Task statement >> The records below are split into lines. How many of those lines contain the string "Some"? Reply with the number only.

(Items from a data source)
###

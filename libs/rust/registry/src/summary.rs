//! Per-model registry overview: stage counts and metric progression.

use serde::{Deserialize, Serialize};

use crate::direction::MetricDirection;
use crate::stage::ModelStage;
use crate::version::ModelVersion;

#[derive(Debug, Clone, PartialEq, Serialize, Deserialize)]
pub struct RegistrySummary {
    pub model_name: String,
    pub total_versions: usize,
    /// Versions still in stage `None`
    pub pending: usize,
    pub staging: usize,
    pub production: usize,
    pub archived: usize,
    pub production_version: Option<u32>,
    pub production_metric: Option<f64>,
    /// The first registered version
    pub baseline_version: Option<u32>,
    pub baseline_metric: Option<f64>,
    pub best_version: Option<u32>,
    pub best_metric: Option<f64>,
    /// Relative improvement of best over baseline, in percent. `None` when the baseline metric is zero.
    pub improvement_pct: Option<f64>,
}

impl RegistrySummary {
    /// `versions` as returned by `list_versions`: ascending by version.
    pub fn from_versions(model_name: &str, versions: &[ModelVersion], direction: MetricDirection) -> Self {
        let count = |stage: ModelStage| versions.iter().filter(|v| v.stage == stage).count();
        let production = versions.iter().find(|v| v.stage == ModelStage::Production);
        let baseline = versions.first();
        let best = versions.iter().fold(None::<&ModelVersion>, |best, v| match best {
            Some(b) if !direction.is_improvement(v.metric_value, b.metric_value) => Some(b),
            _ => Some(v),
        });
        let improvement_pct = match (baseline, best) {
            (Some(base), Some(best)) if base.metric_value != 0.0 => {
                let gain = match direction {
                    MetricDirection::HigherIsBetter => best.metric_value - base.metric_value,
                    MetricDirection::LowerIsBetter => base.metric_value - best.metric_value,
                };
                Some(gain / base.metric_value.abs() * 100.0)
            }
            _ => None,
        };
        Self {
            model_name: model_name.to_string(),
            total_versions: versions.len(),
            pending: count(ModelStage::None),
            staging: count(ModelStage::Staging),
            production: count(ModelStage::Production),
            archived: count(ModelStage::Archived),
            production_version: production.map(|v| v.version),
            production_metric: production.map(|v| v.metric_value),
            baseline_version: baseline.map(|v| v.version),
            baseline_metric: baseline.map(|v| v.metric_value),
            best_version: best.map(|v| v.version),
            best_metric: best.map(|v| v.metric_value),
            improvement_pct,
        }
    }
}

###

Result >> 4